As Goro entered primary school, Miyazaki grew busier. Even in the 1970s, he was working mammoth stints on Heidi, 3,000 Leagues in Search of Mother and Future Boy Conan. His home time with Goro shrank more and more, as Hayao himself admits on screen. “I owe that little boy an apology.” But, the doc says, there was one way young Goro could “communicate” with his father – by watching his anime. Goro became a massive fan of his dad’s work, even as it took Hayao from him, and stole Goro’s identity too.

“People would always say, Oh, you’re Mr. Miyazaki’s son,” Goro remembers on the documentary. “It was they like they looked me past me to my father. I really hated that.” It’s such a perfect psycho-drama that one can’t help but suspect it. I was reminded of the British film Goodbye Christopher Robin, where a little boy is swallowed up by the globally-beloved fictions created – for him! – by his dad.

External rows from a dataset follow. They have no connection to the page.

//! Stack-trace parsing for the two common engine grammars.
//!
//! V8-style engines print `    at fn (file:line:col)` / `    at file:line:col`;
//! Gecko and WebKit print `fn@file:line:col` / `file:line:col`. Each line is
//! tried against the grammars in order and the first match decides; lines
//! that match neither, or whose position is not a positive integer, are
//! dropped rather than guessed at. A `FUNC@` prefix never contains `:`, so
//! an `@` inside a bare frame's URL (`pkg@1.2.3/x.js`) stays part of the file.

use std::sync::LazyLock;

use regex_lite::{Captures, Regex};
use serde::Serialize;
use url::Url;

use crate::model::ErrorObject;

pub const ANONYMOUS: &str = "<anonymous>";

static AT_FRAME: LazyLock<Regex> = LazyLock::new(|| {
    Regex::new(r"^\s*at\s+(?:(.*?)\s+\()?(.+?):([^:]+):([^:]+?)\)?\s*$").expect("valid frame grammar")
});

static AT_SIGN_FRAME: LazyLock<Regex> = LazyLock::new(|| {
    Regex::new(r"^\s*(?:([^@:]*)@)?(.+?):([^:]+):([^:]+?)\s*$").expect("valid frame grammar")
});

#[derive(Debug, Clone, PartialEq, Eq, Serialize)]
pub struct StackFrame {
    pub function_name: String,
    /// File reference exactly as the stack printed it.
    pub raw_file: String,
    /// Last path segment of the resolved reference.
    pub display_file: String,
    pub full_file_url: String,
    pub line: u32,
    pub column: u32,
}

#[derive(Debug, Clone, Copy, PartialEq, Eq)]
enum Grammar {
    /// `at FUNC (FILE:LINE:COL)` or `at FILE:LINE:COL`
    At,
    /// `FUNC@FILE:LINE:COL` or `FILE:LINE:COL`
    AtSign,
}

impl Grammar {
    const PRIORITY: [Grammar; 2] = [Grammar::At, Grammar::AtSign];

    fn regex(self) -> &'static Regex {
        match self {
            Grammar::At => &AT_FRAME,
            Grammar::AtSign => &AT_SIGN_FRAME,
        }
    }
}

/// Frames for `error`: parsed from its stack text, or a single frame built
/// from its `file_name`/`line_number`/`column_number` fields when the stack
/// is missing or yields nothing.
pub fn parse_error(error: &ErrorObject, origin: &Url) -> Vec<StackFrame> {
    let frames = error
        .stack
        .as_deref()
        .map(|stack| parse_stack(skip_header(stack, error), origin))
        .unwrap_or_default();
    if !frames.is_empty() {
        return frames;
    }
    location_frame(error, origin).into_iter().collect()
}

/// Parses stack text that carries no header line.
pub fn parse_stack(stack: &str, origin: &Url) -> Vec<StackFrame> {
    stack
        .lines()
        .filter(|line| !line.trim().is_empty())
        .filter_map(|line| parse_line(line, origin))
        .collect()
}

fn parse_line(line: &str, origin: &Url) -> Option<StackFrame> {
    let caps = Grammar::PRIORITY
        .iter()
        .find_map(|grammar| grammar.regex().captures(line))?;
    frame_from_captures(&caps, origin)
}

fn frame_from_captures(caps: &Captures<'_>, origin: &Url) -> Option<StackFrame> {
    let line = position(caps.get(3)?.as_str())?;
    let column = position(caps.get(4)?.as_str())?;
    let function_name = caps
        .get(1)
        .map(|m| m.as_str().trim())
        .filter(|name| !name.is_empty())
        .unwrap_or(ANONYMOUS)
        .to_string();
    let raw_file = caps.get(2)?.as_str().trim().to_string();
    let (full_file_url, display_file) = resolve_file(&raw_file, origin);
    Some(StackFrame {
        function_name,
        raw_file,
        display_file,
        full_file_url,
        line,
        column,
    })
}

fn position(text: &str) -> Option<u32> {
    text.trim().parse::<u32>().ok().filter(|n| *n >= 1)
}

/// Drops the stack's own `Name: message` header, which may span several
/// lines when the message does.
fn skip_header<'a>(stack: &'a str, error: &ErrorObject) -> &'a str {
    let header = error.to_string();
    if !header.is_empty() {
        if let Some(rest) = stack.strip_prefix(header.as_str()) {
            if rest.is_empty() || rest.starts_with('\n') || rest.starts_with("\r\n") {
                return rest;
            }
        }
    }
    let Some((first, rest)) = stack.split_once('\n') else {
        return if is_header_line(stack, error) { "" } else { stack };
    };
    if is_header_line(first, error) { rest } else { stack }
}

fn is_header_line(line: &str, error: &ErrorObject) -> bool {
    let line = line.trim();
    !error.name.is_empty() && (line == error.name || line.starts_with(&format!("{}:", error.name)))
}

fn location_frame(error: &ErrorObject, origin: &Url) -> Option<StackFrame> {
    let raw_file = error.file_name.as_deref()?.trim();
    if raw_file.is_empty() {
        return None;
    }
    let line = error.line_number.filter(|n| *n >= 1)?;
    let column = error.column_number.filter(|n| *n >= 1).unwrap_or(1);
    let (full_file_url, display_file) = resolve_file(raw_file, origin);
    Some(StackFrame {
        function_name: ANONYMOUS.to_string(),
        raw_file: raw_file.to_string(),
        display_file,
        full_file_url,
        line,
        column,
    })
}

/// Returns `(full_file_url, display_file)`.
fn resolve_file(raw: &str, origin: &Url) -> (String, String) {
    let cleaned = raw.split('?').next().unwrap_or(raw).trim();
    let full = if is_absolute(cleaned) {
        cleaned.to_string()
    } else {
        let relative = cleaned.trim_start_matches('/');
        origin
            .join(relative)
            .map(String::from)
            .unwrap_or_else(|_| relative.to_string())
    };
    let display = full
        .rsplit('/')
        .find(|segment| !segment.is_empty())
        .unwrap_or(&full)
        .to_string();
    (full, display)
}

fn is_absolute(reference: &str) -> bool {
    let lower = reference.to_ascii_lowercase();
    ["http://", "https://", "file://"]
        .iter()
        .any(|scheme| lower.starts_with(scheme))
}

#[cfg(test)]
mod tests {
    use super::*;

    fn origin() -> Url {
        Url::parse("https://app.test").unwrap()
    }

    #[test]
    fn v8_frame_with_function() {
        let frames = parse_stack("    at foo (/app/script:10:5)", &origin());
        assert_eq!(
            frames,
            vec![StackFrame {
                function_name: "foo".into(),
                raw_file: "/app/script".into(),
                display_file: "script".into(),
                full_file_url: "https://app.test/app/script".into(),
                line: 10,
                column: 5,
            }]
        );
    }

    #[test]
    fn v8_frame_without_function_keeps_absolute_url() {
        let frames = parse_stack("    at http://cdn.test:8080/lib/a.js?v=3:7:21", &origin());
        assert_eq!(frames.len(), 1);
        assert_eq!(frames[0].function_name, ANONYMOUS);
        assert_eq!(frames[0].full_file_url, "http://cdn.test:8080/lib/a.js");
        assert_eq!(frames[0].display_file, "a.js");
        assert_eq!((frames[0].line, frames[0].column), (7, 21));
    }

    #[test]
    fn v8_method_and_constructor_names() {
        let frames = parse_stack(
            "    at Object.render (https://app.test/ui.js:3:9)\n    at new Widget (https://app.test/ui.js:40:1)",
            &origin(),
        );
        let names: Vec<_> = frames.iter().map(|f| f.function_name.as_str()).collect();
        assert_eq!(names, ["Object.render", "new Widget"]);
    }

    #[test]
    fn gecko_frames() {
        let stack = "handleClick@https://app.test/js/main.js:12:3\n@https://app.test/js/main.js:30:1\n";
        let frames = parse_stack(stack, &origin());
        assert_eq!(frames.len(), 2);
        assert_eq!(frames[0].function_name, "handleClick");
        assert_eq!(frames[0].display_file, "main.js");
        assert_eq!(frames[1].function_name, ANONYMOUS);
        assert_eq!((frames[1].line, frames[1].column), (30, 1));
    }

    #[test]
    fn bare_file_frame_has_anonymous_function() {
        let frames = parse_stack("https://app.test/js/main.js:30:1", &origin());
        assert_eq!(frames.len(), 1);
        assert_eq!(frames[0].function_name, ANONYMOUS);
        assert_eq!(frames[0].full_file_url, "https://app.test/js/main.js");
        assert_eq!((frames[0].line, frames[0].column), (30, 1));
    }

    #[test]
    fn at_sign_inside_url_stays_in_file() {
        let url = "https://unpkg.com/lodash@4.17.21/lodash.js";

        let bare = parse_stack(&format!("{url}:10:5"), &origin());
        assert_eq!(bare.len(), 1);
        assert_eq!(bare[0].function_name, ANONYMOUS);
        assert_eq!(bare[0].raw_file, url);
        assert_eq!(bare[0].full_file_url, url);
        assert_eq!(bare[0].display_file, "lodash.js");

        let named = parse_stack(&format!("chunk@{url}:10:5"), &origin());
        assert_eq!(named.len(), 1);
        assert_eq!(named[0].function_name, "chunk");
        assert_eq!(named[0].full_file_url, url);
        assert_eq!((named[0].line, named[0].column), (10, 5));
    }

    #[test]
    fn nested_gecko_function_names_are_kept() {
        let frames = parse_stack("outer/<@https://app.test/js/main.js:4:9", &origin());
        assert_eq!(frames[0].function_name, "outer/<");
        assert_eq!(frames[0].display_file, "main.js");
    }

    #[test]
    fn relative_reference_resolves_against_origin() {
        let frames = parse_stack("init@js/boot.js:2:4", &origin());
        assert_eq!(frames[0].full_file_url, "https://app.test/js/boot.js");
        assert_eq!(frames[0].raw_file, "js/boot.js");
    }

    #[test]
    fn non_numeric_position_drops_only_that_frame() {
        let stack = "    at good (https://app.test/a.js:1:2)\n    at bad (https://app.test/b.js:x:2)\n    at also (https://app.test/c.js:3:4)";
        let frames = parse_stack(stack, &origin());
        let names: Vec<_> = frames.iter().map(|f| f.function_name.as_str()).collect();
        assert_eq!(names, ["good", "also"]);
    }

    #[test]
    fn zero_position_is_dropped() {
        assert!(parse_stack("    at f (https://app.test/a.js:0:2)", &origin()).is_empty());
    }

    #[test]
    fn unmatched_lines_are_skipped() {
        let stack = "    at foo (native)\n    at bar (https://app.test/a.js:4:4)\nnot a frame";
        let frames = parse_stack(stack, &origin());
        assert_eq!(frames.len(), 1);
        assert_eq!(frames[0].function_name, "bar");
    }

    #[test]
    fn header_is_skipped_even_when_it_looks_like_a_frame() {
        let error = ErrorObject::new("Error", "bad value at a.js:1:2")
            .with_stack("Error: bad value at a.js:1:2\n    at foo (/app/script:10:5)");
        let frames = parse_error(&error, &origin());
        assert_eq!(frames.len(), 1);
        assert_eq!(frames[0].function_name, "foo");
    }

    #[test]
    fn multi_line_header_is_skipped() {
        let error = ErrorObject::new("Error", "first\nsecond:1:2")
            .with_stack("Error: first\nsecond:1:2\n    at foo (/app/script:10:5)");
        let frames = parse_error(&error, &origin());
        assert_eq!(frames.len(), 1);
        assert_eq!(frames[0].line, 10);
    }

    #[test]
    fn fields_produce_synthetic_frame_without_stack() {
        let error = ErrorObject::new("SyntaxError", "unexpected token").with_location("/js/app.js?x=1", 12, 0);
        let frames = parse_error(&error, &origin());
        assert_eq!(frames.len(), 1);
        assert_eq!(frames[0].function_name, ANONYMOUS);
        assert_eq!(frames[0].full_file_url, "https://app.test/js/app.js");
        assert_eq!((frames[0].line, frames[0].column), (12, 1));
    }

    #[test]
    fn fields_are_used_when_stack_is_unparseable() {
        let error = ErrorObject::new("Error", "boom")
            .with_stack("Error: boom\n    at <unknown>")
            .with_location("https://app.test/a.js", 5, 6);
        let frames = parse_error(&error, &origin());
        assert_eq!(frames.len(), 1);
        assert_eq!(frames[0].display_file, "a.js");
    }

    #[test]
    fn no_stack_and_no_fields_yields_nothing() {
        assert!(parse_error(&ErrorObject::new("Error", "boom"), &origin()).is_empty());
        let zero_line = ErrorObject::new("Error", "boom").with_location("a.js", 0, 1);
        assert!(parse_error(&zero_line, &origin()).is_empty());
    }
}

What’s especially weird is how this narrative was not just permitted but promoted by Ghibli itself. While Goro was making Tales from Earthsea, he wrote a personal blog on the studio’s site. It’s still available today, in Japanese and in an unofficial translation on Nausicaa.net. In one entry, posted soon before Earthsea’s Japanese release, Goro says Hayao scored full marks as a director, zero as a father.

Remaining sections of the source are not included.